Initially, my goal was to see if I could feed the fish Lactobacillus casei shirota with varying amounts of fructooligosaccharides and measure the concentration in their feces. I assumed (and was going to verify) that the more fructooligosaccharides I added, the higher  the concentration would be found in their fecal matter. Unfortunately, one fish didn't survive and the other won't eat the pellets I feed it (he literally spits them out). I also wanted to identify a similar bacteria already resident in the digestive tract and compare its concentration as I fed the fish the Lactobacillus casei shirota.

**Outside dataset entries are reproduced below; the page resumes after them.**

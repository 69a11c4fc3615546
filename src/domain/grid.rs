use std::collections::HashMap;

use crate::api::grid_dto::{GridDto, SlotStateDto};
use crate::domain::table::Table;
use crate::domain::utils::id::TableId;
use crate::error::{Error, Result};

/// Timeslots are numbered 1..=MAX_TIMESLOTS.
pub const MAX_TIMESLOTS: TimeslotId = 6;

pub type TimeslotId = u8;

#[derive(Debug, Clone, Copy, PartialEq, Eq, Hash)]
pub enum SlotState {
    Open,
    Occupied,
}

pub fn map_slot_state(dto_state: SlotStateDto) -> SlotState {
    match dto_state {
        SlotStateDto::Open => SlotState::Open,
        SlotStateDto::Occupied => SlotState::Occupied,
    }
}

/// One seating period: the state of every table, aligned by column with the schema.
#[derive(Debug, Clone, PartialEq, Eq)]
pub struct Timeslot {
    id: TimeslotId,
    states: Vec<SlotState>,
}

impl Timeslot {
    pub fn get_id(&self) -> TimeslotId {
        self.id
    }

    pub fn get_states(&self) -> &[SlotState] {
        &self.states
    }

    pub fn get_state(&self, position: usize) -> Option<SlotState> {
        self.states.get(position).copied()
    }
}

/// The restaurant layout: the table schema plus one row of states per timeslot.
///
/// The grid is read-only once built. Construction checks that
/// - there is at least one table and one timeslot,
/// - table labels are well-formed and unique,
/// - timeslot ids lie in 1..=6 and are strictly increasing,
/// - every timeslot holds exactly one state per table.
#[derive(Debug, Clone)]
pub struct OccupancyGrid {
    tables: Vec<Table>,
    timeslots: Vec<Timeslot>,

    /// Lookup TableId -> position in `tables`.
    table_index: HashMap<TableId, usize>,
}

impl OccupancyGrid {
    pub fn new<S: AsRef<str>>(labels: &[S], rows: Vec<(TimeslotId, Vec<SlotState>)>) -> Result<Self> {
        if labels.is_empty() {
            return Err(Error::GridConstructionError("grid has no tables".to_string()));
        }
        if rows.is_empty() {
            return Err(Error::GridConstructionError("grid has no timeslots".to_string()));
        }

        let mut tables = Vec::with_capacity(labels.len());
        let mut table_index = HashMap::with_capacity(labels.len());

        for (position, label) in labels.iter().enumerate() {
            let table = Table::parse(label.as_ref(), position)?;

            if table_index.insert(table.get_id().clone(), position).is_some() {
                return Err(Error::GridConstructionError(format!("table {} appears more than once in the schema", table.get_id())));
            }
            tables.push(table);
        }

        let mut timeslots: Vec<Timeslot> = Vec::with_capacity(rows.len());

        for (id, states) in rows {
            if id == 0 || id > MAX_TIMESLOTS {
                return Err(Error::GridConstructionError(format!("timeslot {} is outside of 1..={}", id, MAX_TIMESLOTS)));
            }

            if let Some(previous) = timeslots.last() {
                if previous.id >= id {
                    return Err(Error::GridConstructionError(format!(
                        "timeslot {} follows timeslot {}; timeslots must be strictly increasing",
                        id, previous.id
                    )));
                }
            }

            if states.len() != tables.len() {
                return Err(Error::GridConstructionError(format!(
                    "timeslot {} has {} states but the schema has {} tables",
                    id,
                    states.len(),
                    tables.len()
                )));
            }

            timeslots.push(Timeslot { id, states });
        }

        log::debug!("Built occupancy grid with {} tables and {} timeslots.", tables.len(), timeslots.len());

        Ok(OccupancyGrid { tables, timeslots, table_index })
    }

    pub fn from_dto(dto: GridDto) -> Result<Self> {
        let rows = dto.timeslots.into_iter().map(|slot| (slot.id, slot.states.into_iter().map(map_slot_state).collect())).collect();

        Self::new(&dto.tables, rows)
    }

    pub fn get_tables(&self) -> &[Table] {
        &self.tables
    }

    pub fn get_timeslots(&self) -> &[Timeslot] {
        &self.timeslots
    }

    pub fn get_num_of_tables(&self) -> usize {
        self.tables.len()
    }

    /// Looks up a table of the schema.
    ///
    /// # Returns
    /// `Error::InvalidTable` if `table_id` is not part of the schema.
    pub fn get_table(&self, table_id: &TableId) -> Result<&Table> {
        self.table_index.get(table_id).map(|&position| &self.tables[position]).ok_or_else(|| Error::InvalidTable(table_id.clone()))
    }

    pub fn get_state(&self, timeslot: TimeslotId, position: usize) -> Option<SlotState> {
        self.timeslots.iter().find(|slot| slot.id == timeslot).and_then(|slot| slot.get_state(position))
    }

    pub fn is_open(&self, timeslot: TimeslotId, position: usize) -> bool {
        self.get_state(timeslot, position) == Some(SlotState::Open)
    }
}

At the very least, I can show that the Lactobacillus casei shirota survived its digestive tract and could be isolated and identified (assuming 16s is positive). The biochemical tests I performed on fecal sample colony I isolated (g+ rod cat neg) matched 10 unique tests. However, there is a common bacteria found in fish called Erysipelothrix rhusiopathiae that shares many similar characteristics with Lactobacillus casei shirota. So many of the tests like indole, catalase etc. are the same. The morphology differs slightly under the microscope, but I'm personally not able to differentiate between the two in practice yet. Erysipelothrix rhusiopathiae is, however, supposedly set apart form Lactobacillus spp. by its positive H2S production on TSI. I only performed this test one time for each and I saw no positive signs of H2S. Also, literature states that it produces acid but -no gas- in lactose and glucose. My sample produced gas, so that's another strike against Erysipelothrix rhusiopathiae, however, it needs to be repeated and verified. Below is a photo of the lactose test of the wild sample on the left vs. the control Lactobacillus casei shirota. I'm not sure the camera could pick up the gas bubbles, but I still have these samples for verification.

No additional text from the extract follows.